Não há fake news que encubra, o maior responsável pela tragédia é o presidente da República, conhecido entre tantos como “mito”, registrado no cartório como Jair Messias Bolsonaro. Dos que receberam o auxílio emergência, uma grande parcela exulta Bolsonaro como o “pai dos pobres”, que em verdade não estava nem aí para a miséria popular, quanto muito daria 200 reais para a vasta plebe de despossuídos indesejada por eles. E muitos dizem secamente: “Quem paga é que recebe os louros”.

A doutrina econômica acolhida e seguida pelo presidente da República — sua aplicação sem dó — é a do austericídio, que ainda vale no Brasil, demonstrando realmente a quem serve. O repertório do Ministro Paulo Guedes não tem nenhum lugar na realidade de múltiplas e agudas crises, no mundo e no Brasil, na dimensão de uma grande crise sistêmica como a de 1929, com componentes históricos mais agravados. Para ele, o mercado é maior, resolve tudo, a vanguarda econômica sempre será o mercado, o mesmo que as grandes corporações monopolistas financeiras e empresariais, que detêm a força da decisão e do veto.

Apesar da gravidade da crise atual no Brasil, de forma esdrúxula, os dogmas neoliberais são inabaláveis, é a outra marca a que comprova a quem serve o governo Bolsonaro. “Não há recurso para financiar as medidas emergenciais”. Tranca os próprios recursos aprovados no Congresso Nacional.  Por isso, para eles, não se pode manter o distanciamento social, assim recorre à prédica da dicotomia entre defender a vida e defender a economia.

Mas, mesmo parcela significativa da ortodoxia econômica discrepa disso, é heterodoxa. Na presente situação, só o Estado pode alavancar a saída. É impossível a retomada econômica diante da depressão, da grande capacidade ociosa, do elevado desemprego estrutural, sem expansão monetária, sem emissão monetária. Em tal situação não provoca inflação, mas refaz a demanda recuperar o crescimento econômico. É o meio para custear as medidas sanitárias a fim de vencer a pandemia e abrir o caminho para a normalização econômica. Não há fronteira entre defender a vida e defender a economia, mas sim a inteira sintonia é a solução.

Os acontecimentos de ontem nos sacodem, grita qual é distância abissal entre Dom Pedro Casaldáliga e Jair Messias Bolsonaro. Essa analogia expressa a dramaticidade viva pela qual passa nosso país, em função daquele que assumiu a presidência da República, na dialética das léguas do retrocesso histórico havido, aonde nos estancamos?

Sob a liderança de Bolsonaro torna-se impossível sair de uma conjunção de grandes crises, sanitária, econômica, social, humanitária.

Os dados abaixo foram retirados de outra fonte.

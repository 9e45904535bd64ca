//! CDP wire types.

use serde::{Deserialize, Serialize};
use serde_json::Value;

/// CDP request message.
#[derive(Debug, Serialize)]
pub struct CdpRequest {
    pub id: u64,
    pub method: String,
    #[serde(skip_serializing_if = "Option::is_none")]
    pub params: Option<Value>,
    #[serde(skip_serializing_if = "Option::is_none")]
    #[serde(rename = "sessionId")]
    pub session_id: Option<String>,
}

/// CDP response or event message.
#[derive(Debug, Deserialize)]
pub struct CdpResponse {
    pub id: Option<u64>,
    pub result: Option<Value>,
    pub error: Option<CdpErrorResponse>,
    pub method: Option<String>,
    #[serde(rename = "sessionId")]
    pub session_id: Option<String>,
}

/// Error payload inside a response.
#[derive(Debug, Deserialize)]
pub struct CdpErrorResponse {
    pub code: i64,
    pub message: String,
}

/// Page info from the `/json` HTTP endpoint.
#[derive(Debug, Clone, Deserialize)]
#[serde(rename_all = "camelCase")]
pub struct PageInfo {
    pub id: String,
    #[serde(rename = "type")]
    pub page_type: String,
    pub title: String,
    pub url: String,
    pub web_socket_debugger_url: Option<String>,
}

/// Browser version info.
///
/// Note: Chrome returns PascalCase field names for this endpoint.
#[derive(Debug, Clone, Deserialize)]
pub struct BrowserVersion {
    #[serde(rename = "Browser")]
    pub browser: String,
    #[serde(rename = "Protocol-Version")]
    pub protocol_version: String,
    #[serde(rename = "webSocketDebuggerUrl")]
    pub web_socket_debugger_url: String,
}

/// Box model quads for one DOM node.
#[derive(Debug, Clone, Deserialize)]
#[serde(rename_all = "camelCase")]
pub struct BoxModel {
    pub content: Vec<f64>,
    pub width: i64,
    pub height: i64,
}

/// Remote object from the Runtime domain.
#[derive(Debug, Clone, Deserialize)]
#[serde(rename_all = "camelCase")]
pub struct RemoteObject {
    #[serde(rename = "type")]
    pub object_type: String,
    pub value: Option<Value>,
    pub object_id: Option<String>,
}

/// Mouse button.
#[derive(Debug, Clone, Copy, Serialize)]
#[serde(rename_all = "lowercase")]
pub enum MouseButton {
    Left,
}

/// Mouse event type.
#[derive(Debug, Clone, Copy, Serialize)]
#[serde(rename_all = "camelCase")]
pub enum MouseEventType {
    MousePressed,
    MouseReleased,
}

/// Key event type.
#[derive(Debug, Clone, Copy, Serialize)]
#[serde(rename_all = "camelCase")]
pub enum KeyEventType {
    KeyDown,
    KeyUp,
    Char,
}
//! The recursive page walker.

use std::collections::HashSet;
use std::time::Duration;

use futures::future::BoxFuture;
use thiserror::Error;
use tracing::{debug, info, warn};

use stepwright_classify::RelevanceClassifier;
use stepwright_config::Config;
use stepwright_core::driver::{DriverError, ElementRef, PageDriver};

/// Selector group covering every element kind the explorer considers.
const INTERACTIVE_SELECTORS: &str = "button, a, input, select";

/// Value typed into discovered input fields.
const INPUT_PLACEHOLDER: &str = "test input";

#[derive(Debug, Error)]
pub enum ExploreError {
    #[error("Browser driver error: {0}")]
    Driver(#[from] DriverError),
}

/// State owned by one exploration run.
///
/// `current_depth` follows stack discipline: incremented on recursive descent
/// and restored on return, so it bounds concurrent recursion depth, not the
/// total number of visits.
pub struct ExplorationState {
    visited: HashSet<String>,
    current_depth: usize,
    max_depth: usize,
}

impl ExplorationState {
    pub fn new(max_depth: usize) -> Self {
        Self {
            visited: HashSet::new(),
            current_depth: 0,
            max_depth,
        }
    }

    pub fn visited(&self) -> &HashSet<String> {
        &self.visited
    }

    pub fn current_depth(&self) -> usize {
        self.current_depth
    }
}

/// Walks pages, scoring each discovered element and interacting with the
/// ones the classifier deems relevant.
pub struct Explorer<'a> {
    page: &'a dyn PageDriver,
    classifier: &'a dyn RelevanceClassifier,
    settle: Duration,
    allowed_domains: Vec<String>,
    exclude_paths: Vec<String>,
}

impl<'a> Explorer<'a> {
    pub fn new(
        page: &'a dyn PageDriver,
        classifier: &'a dyn RelevanceClassifier,
        config: &Config,
    ) -> Self {
        Self {
            page,
            classifier,
            settle: Duration::from_secs(config.wait_time),
            allowed_domains: config.allowed_domains.clone(),
            exclude_paths: config.exclude_paths.clone(),
        }
    }

    /// Explore `url` and, recursively, the qualifying same-origin links it
    /// contains.
    ///
    /// Already-visited URLs and visits at the depth bound are no-ops. The URL
    /// is marked visited before navigation, so re-discovering it during its
    /// own exploration cannot recurse.
    pub fn explore<'s>(
        &'s self,
        url: String,
        state: &'s mut ExplorationState,
    ) -> BoxFuture<'s, Result<(), ExploreError>> {
        Box::pin(async move {
            if state.visited.contains(&url) || state.current_depth >= state.max_depth {
                return Ok(());
            }

            info!("Exploring: {} (depth {})", url, state.current_depth);
            state.visited.insert(url.clone());

            self.page.goto(&url).await?;
            self.page.wait_for_network_idle().await?;

            let elements = self.page.query_all(INTERACTIVE_SELECTORS).await?;
            debug!("Found {} candidate elements on {}", elements.len(), url);

            for element in &elements {
                // Element-level failures never abort the walk.
                if let Err(e) = self.process_element(element.as_ref(), &url, state).await {
                    warn!("Error processing element on {}: {}", url, e);
                }
            }
            Ok(())
        })
    }

    /// Score one element and act on it when it qualifies.
    async fn process_element(
        &self,
        element: &dyn ElementRef,
        base_url: &str,
        state: &mut ExplorationState,
    ) -> Result<(), ExploreError> {
        let text = element.text().await?;
        let kind = element.tag_name().await?;

        let likelihood = match self.classifier.score(&text, &kind).await {
            Ok(score) => score.likelihood(),
            Err(e) => {
                // Fail-safe: a failed query means "not interactive".
                debug!("Classifier error for {} '{}': {}", kind, text, e);
                return Ok(());
            }
        };

        if likelihood <= interaction_threshold(&kind) {
            return Ok(());
        }

        info!("Interacting with {}: {}", kind, text);
        self.interact(element, &kind, base_url, state).await?;
        tokio::time::sleep(self.settle).await;
        Ok(())
    }

    async fn interact(
        &self,
        element: &dyn ElementRef,
        kind: &str,
        base_url: &str,
        state: &mut ExplorationState,
    ) -> Result<(), ExploreError> {
        match kind {
            "button" => element.click().await?,
            "input" => element.fill(INPUT_PLACEHOLDER).await?,
            "a" => {
                if let Some(href) = element.attribute("href").await? {
                    if self.should_recurse(&href, base_url) {
                        state.current_depth += 1;
                        let result = self.explore(href.clone(), state).await;
                        // Depth is restored whether or not the descent failed.
                        state.current_depth -= 1;
                        if let Err(e) = result {
                            warn!("Error exploring {}: {}", href, e);
                        }
                    }
                }
            }
            // `select` is enumerated but carries no interaction.
            _ => {}
        }
        Ok(())
    }

    /// Recursion filter: same-origin prefix match, then the configured
    /// domain allowlist and path exclusions.
    fn should_recurse(&self, href: &str, base_url: &str) -> bool {
        if !href.starts_with(base_url) {
            return false;
        }

        if !self.allowed_domains.is_empty() {
            let host = url::Url::parse(href)
                .ok()
                .and_then(|u| u.host_str().map(|h| h.to_string()));
            match host {
                Some(host) if self.allowed_domains.iter().any(|d| d == &host) => {}
                _ => return false,
            }
        }

        if let Ok(parsed) = url::Url::parse(href) {
            let path = parsed.path();
            if self.exclude_paths.iter().any(|p| path.contains(p.as_str())) {
                return false;
            }
        }

        true
    }
}

/// Decision bar for "treat as interactive": structurally interactive tags
/// get the higher bar, everything else the lower one.
fn interaction_threshold(kind: &str) -> f32 {
    match kind {
        "button" | "input" | "select" | "a" => 0.7,
        _ => 0.5,
    }
}

#[cfg(test)]
#[path = "explorer_tests.rs"]
mod tests;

 O tempo já tarda para que todas as forças defensoras da vida, da democracia e da retomada do crescimento econômico e do emprego se unam para superar a crise. Como acentua o nosso eminente governador do Maranhão, Flavio Dino: “O papel da oposição é contribuir para o Brasil sair dessa crise de vasta dimensão, já que Bolsonaro não tem esta agenda”.

Cresce e se amplia a consciência democrática de que, para superar esse estancamento histórico, apesar dos imensos obstáculos, dispersão de caminhos, só uma ampla unidade de forças políticas e sociais será capaz de afastar o presidente Bolsonaro.

Com a normalização política democrática, defesa da Constituição cada tronco político pode defender e expor sua alternativa de desenvolvimento e emancipação nacional e social para o Brasil. É nesse embate democrático de ideias e posições que se pode descortinar o caminho pós-pandemia, e o destino progressista e civilizatório da nossa grande Nação e da imensa maioria do povo.